Comparative transcriptomics in serial organs uncovers early and pan-organ developmental changes associated with organ-specific evolutionary novelty

Abstract We know that morphogenesis evolves along with final morphologies, but have little integrated understanding of morphogenesis evolution, except for old principles such as recapitulation and heterochronies. To revisit such principles, we monitored the developmental dynamics of mouse and hamster molars by combining transcriptome timeseries and morphological quantifications. The mouse upper molar evolved a new dental plan with two more cusps. They form last in mouse upper molar, recapitulating their appearance in the fossil record, but divergence in transcriptome dynamics is already visible in early stages. Three corresponding early developmental changes, including heterochronies and changes in cell proportions, combine and result in a new developmental trajectory culminating with the late addition of two cusps.
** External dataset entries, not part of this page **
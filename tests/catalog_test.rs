//! Catalog client integration tests against a mock HTTP server.

use httpmock::prelude::*;
use ladle::catalog::{CatalogCache, CatalogClient};
use ladle::recipe::RecipeId;
use ladle::LadleError;
use tempfile::TempDir;

#[test]
fn categories_are_normalized() {
    let server = MockServer::start();
    server.mock(|when, then| {
        when.method(GET).path("/categories");
        then.status(200).json_body(serde_json::json!({
            "categories": [
                {"idCategory": "1", "strCategory": "Beef"},
                {"categoryName": "Dessert", "categoryDescription": "Sweet things"},
                {"idCategory": "3"}
            ]
        }));
    });

    let client = CatalogClient::new(server.base_url());
    let categories = client.categories().unwrap();

    // The nameless record is dropped at the boundary.
    assert_eq!(categories.len(), 2);
    assert_eq!(categories[0].name, "Beef");
    assert_eq!(categories[1].description.as_deref(), Some("Sweet things"));
}

#[test]
fn recipe_listings_accept_both_id_spellings() {
    let server = MockServer::start();
    server.mock(|when, then| {
        when.method(GET)
            .path("/recipes")
            .query_param("category", "Seafood");
        then.status(200).json_body(serde_json::json!({
            "recipes": [
                {"idFood": "10", "recipeName": "Grilled Salmon"},
                {"idMeal": "11", "strMeal": "Fish Pie"},
                {"recipeName": "No id, dropped"}
            ]
        }));
    });

    let client = CatalogClient::new(server.base_url());
    let recipes = client.recipes_in_category("Seafood").unwrap();

    assert_eq!(recipes.len(), 2);
    assert_eq!(recipes[0].id, RecipeId::new("10"));
    assert_eq!(recipes[1].id, RecipeId::new("11"));
}

#[test]
fn single_recipe_lookup() {
    let server = MockServer::start();
    server.mock(|when, then| {
        when.method(GET).path("/recipes/10");
        then.status(200).json_body(serde_json::json!({
            "recipes": [{
                "idFood": "10",
                "recipeName": "Grilled Salmon",
                "cookingTime": 25,
                "servings": 2,
                "ingredients": [{"ingredientName": "Salmon", "measure": "2 fillets"}]
            }]
        }));
    });

    let client = CatalogClient::new(server.base_url());
    let recipe = client.recipe(&RecipeId::new("10")).unwrap();

    assert_eq!(recipe.name, "Grilled Salmon");
    assert_eq!(recipe.cooking_time_minutes, Some(25));
    assert_eq!(recipe.ingredients.len(), 1);
}

#[test]
fn empty_lookup_is_unknown_recipe() {
    let server = MockServer::start();
    server.mock(|when, then| {
        when.method(GET).path("/recipes/404");
        then.status(200).json_body(serde_json::json!({"recipes": []}));
    });

    let client = CatalogClient::new(server.base_url());
    let err = client.recipe(&RecipeId::new("404")).unwrap_err();
    assert!(matches!(err, LadleError::UnknownRecipe { .. }));
}

#[test]
fn http_failure_surfaces_status() {
    let server = MockServer::start();
    server.mock(|when, then| {
        when.method(GET).path("/categories");
        then.status(503);
    });

    let client = CatalogClient::new(server.base_url());
    let err = client.categories().unwrap_err();
    assert!(err.to_string().contains("503"));
}

#[test]
fn fresh_cache_hit_skips_the_network() {
    let server = MockServer::start();
    let mock = server.mock(|when, then| {
        when.method(GET).path("/categories");
        then.status(200)
            .json_body(serde_json::json!({"categories": [{"strCategory": "Beef"}]}));
    });

    let temp = TempDir::new().unwrap();
    let client = CatalogClient::new(server.base_url())
        .with_cache(CatalogCache::new(temp.path()), 3600);

    assert_eq!(client.categories().unwrap().len(), 1);
    assert_eq!(client.categories().unwrap().len(), 1);

    mock.assert_hits(1);
}

#[test]
fn expired_cache_entry_refetches() {
    let server = MockServer::start();
    let mock = server.mock(|when, then| {
        when.method(GET).path("/categories");
        then.status(200)
            .json_body(serde_json::json!({"categories": [{"strCategory": "Beef"}]}));
    });

    let temp = TempDir::new().unwrap();
    let client = CatalogClient::new(server.base_url())
        .with_cache(CatalogCache::new(temp.path()), 0);

    client.categories().unwrap();
    client.categories().unwrap();

    mock.assert_hits(2);
}

#[test]
fn offline_serves_stale_cache_without_requests() {
    let server = MockServer::start();
    let mock = server.mock(|when, then| {
        when.method(GET).path("/categories");
        then.status(200)
            .json_body(serde_json::json!({"categories": [{"strCategory": "Beef"}]}));
    });

    let temp = TempDir::new().unwrap();

    // Warm the cache with an entry that expires immediately.
    let online = CatalogClient::new(server.base_url())
        .with_cache(CatalogCache::new(temp.path()), 0);
    online.categories().unwrap();

    let offline = CatalogClient::new(server.base_url())
        .with_cache(CatalogCache::new(temp.path()), 0)
        .offline(true);
    let categories = offline.categories().unwrap();

    assert_eq!(categories.len(), 1);
    mock.assert_hits(1);
}

#[test]
fn offline_without_cache_entry_fails() {
    let temp = TempDir::new().unwrap();
    let client = CatalogClient::new("http://127.0.0.1:1")
        .with_cache(CatalogCache::new(temp.path()), 3600)
        .offline(true);

    let err = client.categories().unwrap_err();
    assert!(err.to_string().contains("offline"));
}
The biggest surprise came from the lower molar, which was initially included as an additional control, but whose developmental trajectories evolved as much as upper molar’s. Their transcriptome dynamics markedly co-evolved, including spatio-dynamic aspects of cusp formation which are obviously involved in the new upper molar phenotype. Hence upper molar innovation relies in part on non-specific changes which impact morphogenesis in a concerted manner in both molars, but have little impact on lower molar phenotype. This counter-intuitive observation was confirmed in bat limbs. By bridging concerted transcriptomic evolution with concerted evolution of developmental mechanisms, our study introduces a principle for the evolution of organ-specific morphological innovation, with early and pan-organ developmental changes. This changes our expectations on the underlying genetic evolution, and highlights the important role of developmental drift in one organ to accommodate adaptation in another.